Proper Read Filtering Method to Adequately Analyze Whole-Transcriptome Sequencing and RNA Based Immune Repertoire Sequencing Data for Tumor Milieu Research.

Abstract

Simple SummaryThe recent advancement in high-throughput sequencing has become indispensable for immune-genomics and profiling the T- and B-cell receptor repertoires. Immune repertoire sequencing (IR-seq) and whole transcriptome sequencing (WTS) can be implemented to investigate and quantitatively characterize the complex pattern of the CDR3 region. We conducted T-cell diversity analysis result comparisons of these sequencing methods and suggest an intuitive approach to discriminate reliable TCR sequences and clonotype patterns from capturing errors. Although bulk-RNA sequencing is commonly used for cancer analysis, we confirmed capturing highly enriched TCR transcripts with IR-seq is more reliable for accurate immune repertoire discovery, and singleton read filtering criteria should be applied to capture true clonotypes from error-prone sequencing data. The use of such well-established data and analytical methodologies can broaden understanding of antigen specificity in immunity and enabling efficient therapeutic antibody finding.Analysis of the T-cell receptor (TCR) repertoire is essential to characterize the extensive collections of T-cell populations with recognizing antigens in cancer research, and whole transcriptome sequencing (WTS) and immune repertoire sequencing (IR-seq) are commonly used for this measure. To date, no standard read filtering method for IR measurement has been presented.

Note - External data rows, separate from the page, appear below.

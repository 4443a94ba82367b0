//! Periodic tick driver
//!
//! One task per run. It fires on a fixed period and hands each firing to
//! [`RunShared::tick`]; it never samples the clock to decide what the state
//! should be, so a late consumer gets every tick, just later.

use std::sync::Arc;
use std::time::Duration;

use tokio::runtime::Handle;
use tokio::task::JoinHandle;
use tokio::time::{self, Instant, MissedTickBehavior};
use tracing::debug;

use super::handle::RunShared;

/// Spawns the driver for `shared` on `runtime`.
///
/// The first tick fires one `period` after this call.
pub(crate) fn spawn(runtime: &Handle, shared: Arc<RunShared>, period: Duration) -> JoinHandle<()> {
    let first = Instant::now() + period;
    runtime.spawn(drive(shared, first, period))
}

async fn drive(shared: Arc<RunShared>, first: Instant, period: Duration) {
    let token = shared.token().clone();
    let mut interval = time::interval_at(first, period);
    // Fire every missed tick rather than skipping seconds.
    interval.set_missed_tick_behavior(MissedTickBehavior::Burst);

    loop {
        tokio::select! {
            biased;
            () = token.cancelled() => break,
            _ = interval.tick() => {
                if !shared.tick() {
                    break;
                }
            }
        }
    }

    debug!(run_id = shared.id(), "tick driver stopped");
}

We assessed the diversity of the TCR repertoire results from the paired WTS and IR-seq data of 31 multiple myeloma (MM) patients. To invent an adequate read filtering strategy for IR analysis, we conducted comparisons with WTS results. First, our analyses for determining an optimal threshold for selecting clonotypes showed that the clonotypes supported by a single read largely affected the shared clonotypes and manifested distinct patterns of mapping qualities, unlike clonotypes with multiple reads. Second, although IR-seq could reflect a wider TCR region with a higher capture rate than WTS, an adequate comparison with the removal of unwanted bias from potential sequencing errors was possible only after applying our read filtering strategy. As a result, we suggest that TCR repertoire analysis be carried out through IR-seq to produce reliable and accurate results, along with the removal of single-read clonotypes, to conduct immune research in cancer using high-throughput sequencing.